Genealogy

The Declaration of Arbroath - Scotland 1320

The Declaration of Arbroath - Scotland 1320

"For as long as but a hundred of us remain alive, never will we on any condition be brought under English rule. It is not for glory, nor riches, nor honours that we are fighting, but for freedom - for that alone, which no honest man gives up but with life itself."

Although the English armies under Edward II were routed at Bannockburn in 1314 and by 1319, with the recapture of Berwick, effectively expelled from Scottish soil, they continued to mount attacks into Robert the Bruce's Scotland over the succeeding years.

Pope John XXII had not accepted Scottish independence, perhaps partially because Robert the Bruce had been excommunicated for killing John Comyn in a church in Dumfries in 1306 (Comyn had formed an alliance with Edward, but perhaps had more of a right to be King than Bruce).

Thus the Declaration of Arbroath was prepared as a formal Declaration of Independence for Scotland. It was drawn up in Arbroath Abbey on the 6th of April 1320, most likely by the Abbot, Bernard de Linton, who was also the Chancellor of Scotland.

The Declaration made a number of much-debated rhetorical points: that Scotland had always been independent, indeed for longer than England; that Edward I of England had unjustly attacked Scotland and perpetrated atrocities; that Robert I of Scotland (Robert the Bruce) had delivered the Scottish nation from this peril; and, most controversially, that the independence of Scotland was the prerogative of the Scots people, rather than the King of Scots. In fact it stated that the nobility would choose someone else to be king if the current one did anything to threaten Scotland's independence.
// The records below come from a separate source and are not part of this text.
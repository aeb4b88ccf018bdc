//! Staged changes of one node input.
//!
//! Upstream calls only record a change here. The owning node drains the
//! buffer when the network flushes its layer. Between flushes at most one
//! change survives per tuple id:
//!
//! | staged   | then     | result          |
//! |----------|----------|-----------------|
//! | insert   | update   | insert (new)    |
//! | insert   | retract  | nothing         |
//! | update   | update   | update (newest) |
//! | update   | retract  | retract         |
//!
//! Every other sequence breaks the tuple lifecycle and panics.

use std::collections::{HashMap, HashSet};

use crate::tuple::{Tuple, TupleId};

/// A staged change, carrying the newest facts for insert and update.
#[derive(Debug, Clone, PartialEq, Eq)]
pub enum Change<F> {
    Insert(F),
    Update(F),
    Retract,
}

#[derive(Debug)]
pub struct InputBuffer<F> {
    node: &'static str,
    // Ids inserted by an earlier flush and not yet retracted.
    committed: HashSet<TupleId>,
    order: Vec<TupleId>,
    staged: HashMap<TupleId, Change<F>>,
}

impl<F: Clone> InputBuffer<F> {
    pub fn new(node: &'static str) -> Self {
        Self {
            node,
            committed: HashSet::new(),
            order: Vec::new(),
            staged: HashMap::new(),
        }
    }

    pub fn stage_insert(&mut self, tuple: &Tuple<F>) {
        let id = tuple.id();
        if self.committed.contains(&id) || self.staged.contains_key(&id) {
            panic!("{}: tuple {} inserted twice", self.node, id);
        }
        self.order.push(id);
        self.staged.insert(id, Change::Insert(tuple.facts().clone()));
    }

    pub fn stage_update(&mut self, tuple: &Tuple<F>) {
        let id = tuple.id();
        let facts = tuple.facts().clone();
        match self.staged.get_mut(&id) {
            Some(Change::Insert(staged)) | Some(Change::Update(staged)) => *staged = facts,
            Some(Change::Retract) => {
                panic!("{}: tuple {} updated after retract", self.node, id)
            }
            None if self.committed.contains(&id) => {
                self.order.push(id);
                self.staged.insert(id, Change::Update(facts));
            }
            None => panic!("{}: update of unknown tuple {}", self.node, id),
        }
    }

    pub fn stage_retract(&mut self, id: TupleId) {
        match self.staged.get(&id) {
            Some(Change::Insert(_)) => {
                // Never seen by the node, so nothing to undo.
                self.staged.remove(&id);
            }
            Some(Change::Update(_)) => {
                self.staged.insert(id, Change::Retract);
            }
            Some(Change::Retract) => {
                panic!("{}: tuple {} retracted twice", self.node, id)
            }
            None if self.committed.contains(&id) => {
                self.order.push(id);
                self.staged.insert(id, Change::Retract);
            }
            None => panic!("{}: retract of unknown tuple {}", self.node, id),
        }
    }

    /// Takes every staged change in first-staged order.
    pub fn drain(&mut self) -> Vec<(TupleId, Change<F>)> {
        let mut changes = Vec::with_capacity(self.staged.len());
        for id in self.order.drain(..) {
            if let Some(change) = self.staged.remove(&id) {
                match change {
                    Change::Insert(_) => {
                        self.committed.insert(id);
                    }
                    Change::Retract => {
                        self.committed.remove(&id);
                    }
                    Change::Update(_) => {}
                }
                changes.push((id, change));
            }
        }
        changes
    }

    pub fn is_empty(&self) -> bool {
        self.staged.is_empty()
    }

    pub fn staged_len(&self) -> usize {
        self.staged.len()
    }

    /// Number of tuples the node currently holds from this input.
    pub fn live_len(&self) -> usize {
        self.committed.len()
    }
}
While often interpreted as an early expression of 'popular sovereignty' - that kings could be chosen by the population rather than by God alone - it can also be argued to have been a means of passing the responsibility for disobeying papal commands from the king to the people. In other words, Robert I was arguing that he was forced to fight an illegal war (as far as the Pope was concerned) or face being deposed.
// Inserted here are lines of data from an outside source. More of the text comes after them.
//! Map node: one output tuple per input tuple.

use crate::buffer::{Change, InputBuffer};
use crate::lifecycle::{Downstream, Propagated, TupleLifecycle};
use crate::output::OutputQueue;
use crate::tuple::{Fact, Facts};

use super::{NetworkNode, Source, UniInput};

/// Projects each tuple to a uni tuple `(U,)` that reuses the input id.
pub struct MapNode<F, U, M> {
    mapping: M,
    input: InputBuffer<F>,
    output: OutputQueue<(U,)>,
    downstream: Downstream<(U,)>,
}

impl<F, U, M> MapNode<F, U, M>
where
    F: Facts,
    U: Fact,
    M: Fn(&F) -> U,
{
    pub fn new(mapping: M) -> Self {
        Self {
            mapping,
            input: InputBuffer::new("map"),
            output: OutputQueue::new("map"),
            downstream: Downstream::default(),
        }
    }
}

impl<F, U, M> NetworkNode for MapNode<F, U, M>
where
    F: Facts,
    U: Fact,
    M: Fn(&F) -> U,
{
    fn name(&self) -> &'static str {
        "map"
    }

    fn flush(&mut self) -> Propagated {
        for (id, change) in self.input.drain() {
            match change {
                Change::Insert(facts) => {
                    let mapped = (self.mapping)(&facts);
                    self.output.insert_with_id(id, (mapped,));
                }
                Change::Update(facts) => {
                    let mapped = (self.mapping)(&facts);
                    self.output.update(id, (mapped,));
                }
                Change::Retract => self.output.retract(id),
            }
        }
        self.output.propagate(&mut self.downstream)
    }

    fn is_settled(&self) -> bool {
        self.input.is_empty() && self.output.is_settled()
    }

    fn is_connected(&self) -> bool {
        self.downstream.is_connected()
    }
}

impl<F: Facts, U, M> UniInput for MapNode<F, U, M> {
    type Input = F;

    fn input(&mut self) -> &mut InputBuffer<F> {
        &mut self.input
    }
}

impl<F, U: Fact, M> Source<(U,)> for MapNode<F, U, M> {
    fn connect(&mut self, downstream: Box<dyn TupleLifecycle<(U,)>>) {
        self.downstream.connect(downstream);
    }
}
The seals of eight earls and as many as forty-one other Scottish nobles were appended to the document. The Declaration was then taken to the papal court at Avignon. The Pope seems to have paid some heed to the arguments contained by the Declaration. It was in part due to his intervention that a short-lived peace treaty between Scotland and England, the Treaty of Northampton, renouncing all English claims to Scotland, was finally signed by the English king, Edward III, on the 1st of March 1328.